What is pericardial drainage?

The pericardium is a sturdy fibrous sac surrounding the heart in which a little bit of fluid can be found. Abnormal fluid buildup can be drained using a thin tube (also known as a drain) through the skin (percutaneous). During pericardial drainage, the fluid buildup in the sac is removed through a drain. This is an image-guided procedure (ultrasound) led by your interventional radiologist. Percutaneous drainage is often the safest, most minimally invasive and more effective way to remove fluid buildup from the body.

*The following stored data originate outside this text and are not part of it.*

//! Core page abstraction and type-erased wrapper for the UI page system.
//!
//! [`Page`] defines the lifecycle, rendering, and interaction contract for
//! every screen. Because `DrawTarget` is generic, the trait is not
//! object-safe; [`PageWrapper`] is the enum-based alternative that lets the
//! [`PageManager`](super::page_manager::PageManager) hold a heterogeneous
//! collection of concrete page types without `dyn`.

use embedded_graphics::prelude::*;
use embedded_graphics::primitives::Rectangle;

use crate::ui::core::{Action, PageEvent, PageId, TouchEvent};

extern crate alloc;
use alloc::boxed::Box;

/// Trait that all navigable UI pages must implement.
///
/// The page manager calls these methods in a well-defined order each frame:
/// `on_activate` once when the page becomes current, then per frame
/// `on_event` for incoming state updates, `update`, `handle_touch` for touch
/// input, `draw_page` when dirty, and finally `on_deactivate` when
/// navigating away.
pub trait Page {
    /// Unique identifier used for navigation and lookup.
    fn id(&self) -> PageId;

    /// Human-readable title (appears in debug logs).
    fn title(&self) -> &str;

    /// Called once when this page becomes the active page.
    fn on_activate(&mut self) {}

    /// Called once when this page is no longer the active page.
    fn on_deactivate(&mut self) {}

    /// Process a touch event and optionally return an [`Action`].
    fn handle_touch(&mut self, event: TouchEvent) -> Option<Action>;

    /// Advance per-frame state.
    fn update(&mut self);

    /// Handle an incoming state update.
    ///
    /// Returns `true` if the event was consumed and the page needs a redraw.
    fn on_event(&mut self, _event: &PageEvent) -> bool {
        false
    }

    /// Render the entire page to the given display target.
    fn draw_page<D: DrawTarget<Color = embedded_graphics::pixelcolor::Rgb565>>(
        &mut self,
        display: &mut D,
    ) -> Result<(), D::Error>;

    /// Bounding rectangle of this page (typically the full screen).
    fn bounds(&self) -> Rectangle;

    /// Whether the page has regions that need redrawing.
    fn is_dirty(&self) -> bool;

    /// Clear the dirty flag after a successful draw.
    fn mark_clean(&mut self);

    /// Force the page to be redrawn on the next frame.
    fn mark_dirty(&mut self);
}

/// Forwards every call through to the boxed page.
impl<T: Page> Page for Box<T> {
    fn id(&self) -> PageId {
        (**self).id()
    }

    fn title(&self) -> &str {
        (**self).title()
    }

    fn on_activate(&mut self) {
        (**self).on_activate()
    }

    fn on_deactivate(&mut self) {
        (**self).on_deactivate()
    }

    fn handle_touch(&mut self, event: TouchEvent) -> Option<Action> {
        (**self).handle_touch(event)
    }

    fn update(&mut self) {
        (**self).update()
    }

    fn on_event(&mut self, event: &PageEvent) -> bool {
        (**self).on_event(event)
    }

    fn draw_page<D: DrawTarget<Color = embedded_graphics::pixelcolor::Rgb565>>(
        &mut self,
        display: &mut D,
    ) -> Result<(), D::Error> {
        (**self).draw_page(display)
    }

    fn bounds(&self) -> Rectangle {
        (**self).bounds()
    }

    fn is_dirty(&self) -> bool {
        (**self).is_dirty()
    }

    fn mark_clean(&mut self) {
        (**self).mark_clean()
    }

    fn mark_dirty(&mut self) {
        (**self).mark_dirty()
    }
}

/// Enum-based wrapper storing one of the concrete page types.
///
/// Each variant boxes its page to keep the enum size uniform. When adding a
/// new page to the application, add a variant here and extend the
/// delegation below.
pub enum PageWrapper {
    Measure(Box<crate::pages::measure::MeasurePage>),
    History(Box<crate::pages::history::HistoryPage>),
}

impl Page for PageWrapper {
    fn id(&self) -> PageId {
        match self {
            PageWrapper::Measure(page) => page.id(),
            PageWrapper::History(page) => page.id(),
        }
    }

    fn title(&self) -> &str {
        match self {
            PageWrapper::Measure(page) => page.title(),
            PageWrapper::History(page) => page.title(),
        }
    }

    fn on_activate(&mut self) {
        match self {
            PageWrapper::Measure(page) => page.on_activate(),
            PageWrapper::History(page) => page.on_activate(),
        }
    }

    fn on_deactivate(&mut self) {
        match self {
            PageWrapper::Measure(page) => page.on_deactivate(),
            PageWrapper::History(page) => page.on_deactivate(),
        }
    }

    fn handle_touch(&mut self, event: TouchEvent) -> Option<Action> {
        match self {
            PageWrapper::Measure(page) => page.handle_touch(event),
            PageWrapper::History(page) => page.handle_touch(event),
        }
    }

    fn update(&mut self) {
        match self {
            PageWrapper::Measure(page) => page.update(),
            PageWrapper::History(page) => page.update(),
        }
    }

    fn on_event(&mut self, event: &PageEvent) -> bool {
        match self {
            PageWrapper::Measure(page) => page.on_event(event),
            PageWrapper::History(page) => page.on_event(event),
        }
    }

    fn draw_page<D: DrawTarget<Color = embedded_graphics::pixelcolor::Rgb565>>(
        &mut self,
        display: &mut D,
    ) -> Result<(), D::Error> {
        match self {
            PageWrapper::Measure(page) => page.draw_page(display),
            PageWrapper::History(page) => page.draw_page(display),
        }
    }

    fn bounds(&self) -> Rectangle {
        match self {
            PageWrapper::Measure(page) => Page::bounds(page),
            PageWrapper::History(page) => Page::bounds(page),
        }
    }

    fn is_dirty(&self) -> bool {
        match self {
            PageWrapper::Measure(page) => Page::is_dirty(page),
            PageWrapper::History(page) => Page::is_dirty(page),
        }
    }

    fn mark_clean(&mut self) {
        match self {
            PageWrapper::Measure(page) => Page::mark_clean(page),
            PageWrapper::History(page) => Page::mark_clean(page),
        }
    }

    fn mark_dirty(&mut self) {
        match self {
            PageWrapper::Measure(page) => Page::mark_dirty(page),
            PageWrapper::History(page) => Page::mark_dirty(page),
        }
    }
}
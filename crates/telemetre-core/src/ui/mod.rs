//! Telemetre UI system.
//!
//! A small retained-mode UI for the touch display:
//! - core traits for drawable and touchable elements
//! - a flex-like layout container
//! - styled components (buttons, text readouts, multi-line panels)
//! - dirty tracking so only changed screens are redrawn
//! - an event type pages consume to refresh their readouts

pub mod components;
pub mod core;
pub mod layouts;
pub mod styling;

pub use components::{Button, MultiLineText, TextComponent, TextSize};
pub use self::core::{
    Action, DirtyRegion, Drawable, PageEvent, PageId, TouchEvent, TouchPoint, TouchResult,
    Touchable,
};
pub use layouts::{Alignment, Container, Direction, SizeConstraint};
pub use styling::{BorderRadius, ButtonVariant, ColorPalette, Padding, Spacing, Style, Theme};
mod srf02;

use thiserror_no_std::Error;

/// The only error the sampling path distinguishes: the bus exchange did not
/// produce a complete reading. Not retried, surfaced as a readout text only.
#[derive(Error, Debug, Clone, Copy, PartialEq, Eq)]
pub enum SensorError {
    #[error("i2c bus unavailable")]
    Bus,
}

/// Trait for sensors that measure a distance in centimeters.
///
/// The blocking settle wait of a ranging exchange happens inside
/// [`measure`](RangeSensor::measure); callers await it inline, so no two
/// exchanges ever overlap.
pub trait RangeSensor {
    /// Perform one complete ranging exchange.
    fn measure(&mut self) -> impl Future<Output = Result<u16, SensorError>>;
}

pub use srf02::{SETTLE_DELAY_MS, SRF02_ADDRESS, Srf02};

What is a pericardial fenestration?

During a fenestration, we create an opening in the sac surrounding the heart to drain the fluids. This procedure is an option for people who do not benefit (enough) from pericardial drainage alone.

What to expect?

During pericardial drainage or fenestration, you will stay at the hospital. You can eat and drink normally before the procedure. We will administer an IV and connect an ECG. The procedure will take place at the radiology department. You will be lying down on your back with an x-ray tube. This table is designed for use with image-guided procedures. This table is designed for image-guided procedures. You will receive a local anesthetic after which your interventional radiologist will make a small incision in the skin. The fluids in your pericardium will be punctured using an ultrasound, and a small wire will be placed in the sac. A tube will be placed over the wire to drain the fluids. We can place balloons on this wire to create an opening in the pericardium (pericardial fenestration). 

After your treatment, your cardiologist or intensivist will see you for a checkup, to see whether enough fluids have been drained and to determine when the drain can be removed.

What are the potential complications and side effects?

The most common complications are skin infection around the drain and bruising. Rare but more unpleasant complications include bleeding or pressure ulcers in the area of the drain. In rare cases, an organ may be damaged during the puncture, resulting in pneumothorax, pulmonary embolism, or cardiac arrhythmia.